This blog by Ben Donaldson, UNA-UK's Head of Campaigns , was originally published on 7 March 2018 by Control Arms - a coalition which works to end the flow of arms and ammunition that fuel conflict, poverty and human rights abuses.

Whatever good the UK might be doing on overseas aid or peacekeeping, the UK is severely undermining it on Yemen.

The level of destruction is eye-watering. With each indiscriminate Saudi airstrike using British weapons, UK complicity deepens. The grim daily reality is on average 13 new civilian casualties. Hospitals, schools and weddings destroyed. Over a million infected with Cholera and eight times that number on the brink of famine. UNICEF Yemen summed it up: “There seems to be no hope”.

As a British citizen I am ashamed. How could Prime Minister Theresa May justify to a Yemeni whose life has been shattered, that this week she is playing host to the architect of much of this suffering: Saudi Crown Prince Mohammed bin Salman? That Britain is laying out the red carpet to help secure more trade with a country that an independent UN panel has accused of using the “threat of starvation as an instrument of war”?

The UK’s irresponsible approach to arms exports is in sharp contrast to increasing numbers of our European neighbours. When you combine recent announcements from Norway, Germany and Finland to the existing policies of Netherlands and Sweden to restrict exports to those intervening in Yemen, the UK looks increasingly like one of the bad guys.

The Security Council has collectively failed Yemen but the UK must shoulder some of the responsibility. As a permanent (P5) member and as the Council lead on Yemen, questions should be asked as to why there has been so little action. Over three years of conflict there has been just one substantive resolution and a handful of presidential and press statements. While all parties to the conflict are at fault, it is the Saudis that escape any direct criticism. Can it be coincidence that it is their Crown Prince who is dining with the Queen at Buckingham Palace? With this lack of impartiality, it is hard to see how the UK can be effective in trying to broker an end to hostilities.
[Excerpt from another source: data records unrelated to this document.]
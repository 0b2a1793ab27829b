//! Client stubs for other workers.
//!
//! The RPC transport lives outside this crate; shards and workers talk to a
//! worker through the [`WorkerStub`] contract, and the registry caches one
//! stub per worker name until it is invalidated (malfunctioning workers are
//! dropped together with their backplane registration).

use std::collections::HashMap;
use std::sync::{Arc, Mutex};

use bytes::Bytes;
use granary_api::{Digest, Status};

#[async_trait::async_trait]
pub trait WorkerStub: Send + Sync {
    /// Subset of `digests` the worker does not hold.
    async fn find_missing_blobs(&self, digests: &[Digest]) -> Result<Vec<Digest>, Status>;

    /// Read a blob range; a zero limit reads to the end.
    async fn get_blob(&self, digest: &Digest, offset: i64, limit: i64) -> Result<Bytes, Status>;

    async fn put_blob(&self, digest: &Digest, blob: Bytes) -> Result<(), Status>;
}

/// Creates a stub for a worker name. Production installs the transport
/// factory here; tests install in-process fakes.
pub trait WorkerStubFactory: Send + Sync {
    fn create(&self, worker_name: &str) -> Arc<dyn WorkerStub>;
}

impl<F> WorkerStubFactory for F
where
    F: Fn(&str) -> Arc<dyn WorkerStub> + Send + Sync,
{
    fn create(&self, worker_name: &str) -> Arc<dyn WorkerStub> {
        self(worker_name)
    }
}

pub struct WorkerStubs {
    factory: Box<dyn WorkerStubFactory>,
    stubs: Mutex<HashMap<String, Arc<dyn WorkerStub>>>,
}

impl WorkerStubs {
    pub fn new(factory: Box<dyn WorkerStubFactory>) -> Arc<WorkerStubs> {
        Arc::new(WorkerStubs {
            factory,
            stubs: Mutex::new(HashMap::new()),
        })
    }

    pub fn get(&self, worker_name: &str) -> Arc<dyn WorkerStub> {
        self.stubs
            .lock()
            .expect("stubs poisoned")
            .entry(worker_name.to_string())
            .or_insert_with(|| self.factory.create(worker_name))
            .clone()
    }

    pub fn invalidate(&self, worker_name: &str) {
        self.stubs
            .lock()
            .expect("stubs poisoned")
            .remove(worker_name);
    }

    pub fn invalidate_all(&self) {
        self.stubs.lock().expect("stubs poisoned").clear();
    }
}

/// A stub serving a worker's CAS cache in-process. Used for the worker's
/// own name and wherever the deployment co-locates roles; tests use it as
/// the standard worker fake.
pub struct LocalWorkerStub {
    cache: Arc<granary_cas::CasFileCache>,
}

impl LocalWorkerStub {
    pub fn new(cache: Arc<granary_cas::CasFileCache>) -> Arc<LocalWorkerStub> {
        Arc::new(LocalWorkerStub { cache })
    }
}

#[async_trait::async_trait]
impl WorkerStub for LocalWorkerStub {
    async fn find_missing_blobs(&self, digests: &[Digest]) -> Result<Vec<Digest>, Status> {
        Ok(self.cache.find_missing_blobs(digests).await)
    }

    async fn get_blob(&self, digest: &Digest, offset: i64, limit: i64) -> Result<Bytes, Status> {
        let (offset, length) =
            granary_api::bytestream::check_read_range(offset, limit, digest.size_bytes)?;
        let blob = self.cache.get_blob(digest).await.map_err(Status::from)?;
        Ok(blob.slice(offset as usize..(offset + length) as usize))
    }

    async fn put_blob(&self, digest: &Digest, blob: Bytes) -> Result<(), Status> {
        self.cache
            .put_blob(digest, blob)
            .await
            .map_err(Status::from)
    }
}

/// Factory for deployments whose transport adapter has not been wired in:
/// every remote call reports the worker unreachable.
pub struct UnconnectedStubFactory;

impl WorkerStubFactory for UnconnectedStubFactory {
    fn create(&self, _worker_name: &str) -> Arc<dyn WorkerStub> {
        Arc::new(UnconnectedStub)
    }
}

struct UnconnectedStub;

#[async_trait::async_trait]
impl WorkerStub for UnconnectedStub {
    async fn find_missing_blobs(&self, _digests: &[Digest]) -> Result<Vec<Digest>, Status> {
        Err(Status::unavailable("worker transport not configured"))
    }

    async fn get_blob(&self, _digest: &Digest, _offset: i64, _limit: i64) -> Result<Bytes, Status> {
        Err(Status::unavailable("worker transport not configured"))
    }

    async fn put_blob(&self, _digest: &Digest, _blob: Bytes) -> Result<(), Status> {
        Err(Status::unavailable("worker transport not configured"))
    }
}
Is the UK’s policy to maintain at all costs its ‘strategic’ relationship with Saudi Arabia defendable? The opportunity cost of doing business with Mohammed bin Salman will turn out to be severe. To keep Raytheon’s Paveway IV bombs flowing from our shores, the Department of International Trade has had to trample over Article 7 of the Arms Trade Treaty, which states that transfers cannot take place if they could be used to commit serious violations of international humanitarian law. Any common-sense reading of the situation in Yemen clearly shows this threshold was met long ago.

Given that the UK considers the Arms Trade Treaty a key building block of the rules-based international system and believes that the preservation of this very system is vital to the UK’s future security and prosperity, the UK is only hurting itself in the long run.

International rules and institutions including the UN are only as strong as the political will invested in them. The international system that has insulated the West from conflict for 73 years is fraying. By cherry-picking its favourite bits of multilateralism and ignoring others, the UK is contributing to the problem.

For all the chaos, Brexit is forcing a long-overdue debate on Britain’s role in the world to the fore. My vote is for a global Britain which places human rights and the protection of civilians above short-term business interests. For a country that embraces international cooperation as our best hope to secure our future. For a Britain with a sense of global solidarity.

By throwing the rule-book out of the window when it comes to Saudi Arabia, the UK strikes two blows, one to the credibility of the international system, and another to its own national interest.

Image: Typhoon jet manufactured by BAE Systems and operated by the Royal Saudi Air Force (Creative Commons)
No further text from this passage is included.